The felony complaint and warrant quote desperate pleas that women would send to the email account Bollaert maintained:

“PLEASE HELP!  I am scared for my life!  People are calling my work place and they obtained the information from this site!  I did not give permission for anyone to put up those pictures of my personal information.  I have contacted the police but these pictures need to come down!  Please”

“getting nonstop harassing message. ..”

“I am being harassed because my phone number and Facebook is also posted.”

“Again, I am contacting you guys.  I am getting nonstop harassing messages from people who have seen me on here.  I have already submitted a cyber crime report and I will have the police and a lawyer involved.  I want these pictures removed now!  I did not consent to these photos being posted.  Why others can ruin lives like this is beyond me.  But please!
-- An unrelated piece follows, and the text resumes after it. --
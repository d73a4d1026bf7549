pub mod config;
pub mod error;
pub mod matching;
pub mod telemetry;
Remove my photos”  

“As a mother and someone who’s trying to go out and look for a job.  I don’t appreciate you allowing someone with no life, to go and ruin someone that’s trying to do something with their life.”
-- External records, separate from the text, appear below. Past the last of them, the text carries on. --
use std::time::Duration;

use serde::{Deserialize, Serialize};

use super::ConfigError;
use crate::matching::domain::EvidenceLevel;

const WEIGHT_SUM_TOLERANCE: f64 = 1e-6;

/// Tunable surface of the matching engine. Plain data: callers construct, override and
/// validate it; nothing here reads the environment.
#[derive(Debug, Clone, PartialEq, Serialize, Deserialize)]
#[serde(default)]
pub struct MatchingConfig {
    pub weights: CriterionWeights,
    pub thresholds: ScoreThresholds,
    pub evidence_bonus: EvidenceBonusTable,
    pub contraindication_penalty: ContraindicationPenalty,
    pub cache_ttl_secs: u64,
    pub fetch_timeout_ms: u64,
    pub fetch_retries: u8,
}

impl Default for MatchingConfig {
    fn default() -> Self {
        Self {
            weights: CriterionWeights::default(),
            thresholds: ScoreThresholds::default(),
            evidence_bonus: EvidenceBonusTable::default(),
            contraindication_penalty: ContraindicationPenalty::default(),
            cache_ttl_secs: 300,
            fetch_timeout_ms: 5_000,
            fetch_retries: 1,
        }
    }
}

impl MatchingConfig {
    pub fn validate(&self) -> Result<(), ConfigError> {
        self.weights.validate()?;
        self.thresholds.validate()?;
        self.evidence_bonus.validate()?;
        self.contraindication_penalty.validate()?;
        if self.fetch_timeout_ms == 0 {
            return Err(ConfigError::InvalidValue {
                key: "fetch_timeout_ms",
                value: "0".to_string(),
            });
        }
        Ok(())
    }

    pub fn cache_ttl(&self) -> Duration {
        Duration::from_secs(self.cache_ttl_secs)
    }

    pub fn fetch_timeout(&self) -> Duration {
        Duration::from_millis(self.fetch_timeout_ms)
    }
}

/// Weight per positive criterion. Must sum to 1.0.
#[derive(Debug, Clone, Copy, PartialEq, Serialize, Deserialize)]
pub struct CriterionWeights {
    pub performance_status: f64,
    pub biomarkers: f64,
    pub stage: f64,
    pub organ_function: f64,
    pub treatment_history: f64,
    pub age: f64,
}

impl Default for CriterionWeights {
    fn default() -> Self {
        Self {
            performance_status: 0.25,
            biomarkers: 0.25,
            stage: 0.20,
            organ_function: 0.15,
            treatment_history: 0.10,
            age: 0.05,
        }
    }
}

impl CriterionWeights {
    pub fn entries(&self) -> [(&'static str, f64); 6] {
        [
            ("performance_status", self.performance_status),
            ("biomarkers", self.biomarkers),
            ("stage", self.stage),
            ("organ_function", self.organ_function),
            ("treatment_history", self.treatment_history),
            ("age", self.age),
        ]
    }

    pub fn sum(&self) -> f64 {
        self.entries().iter().map(|(_, weight)| weight).sum()
    }

    /// Rejects rather than renormalizes.
    pub fn validate(&self) -> Result<(), ConfigError> {
        for (criterion, weight) in self.entries() {
            if !weight.is_finite() || weight < 0.0 {
                return Err(ConfigError::NegativeWeight { criterion });
            }
        }
        let sum = self.sum();
        if (sum - 1.0).abs() > WEIGHT_SUM_TOLERANCE {
            return Err(ConfigError::WeightSum { sum });
        }
        Ok(())
    }
}

/// Score cut-offs used by ranking and classification.
#[derive(Debug, Clone, Copy, PartialEq, Serialize, Deserialize)]
pub struct ScoreThresholds {
    pub minimum_match_score: f64,
    pub acceptable: f64,
    pub good: f64,
    pub excellent: f64,
    pub organ_function_minimum: f64,
    pub safety_exclusion_threshold: f64,
}

impl Default for ScoreThresholds {
    fn default() -> Self {
        Self {
            minimum_match_score: 0.30,
            acceptable: 0.60,
            good: 0.75,
            excellent: 0.90,
            organ_function_minimum: 0.50,
            safety_exclusion_threshold: 0.30,
        }
    }
}

impl ScoreThresholds {
    fn entries(&self) -> [(&'static str, f64); 6] {
        [
            ("minimum_match_score", self.minimum_match_score),
            ("acceptable", self.acceptable),
            ("good", self.good),
            ("excellent", self.excellent),
            ("organ_function_minimum", self.organ_function_minimum),
            ("safety_exclusion_threshold", self.safety_exclusion_threshold),
        ]
    }

    pub fn validate(&self) -> Result<(), ConfigError> {
        for (name, value) in self.entries() {
            if !(0.0..=1.0).contains(&value) {
                return Err(ConfigError::ThresholdOutOfRange { name, value });
            }
        }
        if !(self.acceptable <= self.good && self.good <= self.excellent) {
            return Err(ConfigError::ThresholdOrder);
        }
        if self.safety_exclusion_threshold > self.organ_function_minimum {
            return Err(ConfigError::ThresholdOrder);
        }
        Ok(())
    }
}

/// Small additive bonus per evidence grade.
#[derive(Debug, Clone, Copy, PartialEq, Serialize, Deserialize)]
pub struct EvidenceBonusTable {
    pub a: f64,
    pub b: f64,
    pub c: f64,
    pub d: f64,
    pub e: f64,
}

impl Default for EvidenceBonusTable {
    fn default() -> Self {
        Self {
            a: 0.05,
            b: 0.03,
            c: 0.015,
            d: 0.005,
            e: 0.0,
        }
    }
}

impl EvidenceBonusTable {
    pub fn bonus_for(&self, level: EvidenceLevel) -> f64 {
        match level {
            EvidenceLevel::A => self.a,
            EvidenceLevel::B => self.b,
            EvidenceLevel::C => self.c,
            EvidenceLevel::D => self.d,
            EvidenceLevel::E => self.e,
        }
    }

    pub fn validate(&self) -> Result<(), ConfigError> {
        let ordered = [self.a, self.b, self.c, self.d, self.e];
        let monotone = ordered.windows(2).all(|pair| pair[0] >= pair[1]);
        let bounded = ordered
            .iter()
            .all(|bonus| bonus.is_finite() && (0.0..=1.0).contains(bonus));
        if monotone && bounded {
            Ok(())
        } else {
            Err(ConfigError::EvidenceBonusNotMonotone)
        }
    }
}

/// Additive penalty applied per detected contraindication, capped.
#[derive(Debug, Clone, Copy, PartialEq, Serialize, Deserialize)]
pub struct ContraindicationPenalty {
    pub per_match: f64,
    pub cap: f64,
}

impl Default for ContraindicationPenalty {
    fn default() -> Self {
        Self {
            per_match: 0.3,
            cap: 1.0,
        }
    }
}

impl ContraindicationPenalty {
    pub fn for_matches(&self, matches: usize) -> f64 {
        (self.per_match * matches as f64).min(self.cap)
    }

    pub fn validate(&self) -> Result<(), ConfigError> {
        let valid = |value: f64| value.is_finite() && (0.0..=1.0).contains(&value);
        if valid(self.per_match) && valid(self.cap) {
            Ok(())
        } else {
            Err(ConfigError::InvalidValue {
                key: "contraindication_penalty",
                value: format!("{}/{}", self.per_match, self.cap),
            })
        }
    }
}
“I have gone to the police, I’ve had a restraining order put in place because of this site, my phone has been going off EVERY 2 MINUTES with strange men sending inappropriate things to me. . . I don’t know what gets you off about ruining people’s lives, but I was under aged in the photos posted of me so yes, you are showing child pornography.”

“I’ve emailed you several [times] and [given] no response.  My photos are on the site and I’ve asked for them to be taken down.  Cause of them I am being harassed.”

Eighteen years was an enlightened sentencing decision.


10,170:  the number of private photographs containing nude and explicit images of individuals who did not give their permission to be posted on YouGotPosted.

2,000:  the number of emails Bollaert received in a two month time period from victims pleading for their images to be removed.

1,040:  number of those 2,000 emails that contained the word “remove” in it.

$249.99-$350:  amount Bollaert extorted from victims for removal of the images through his other website “”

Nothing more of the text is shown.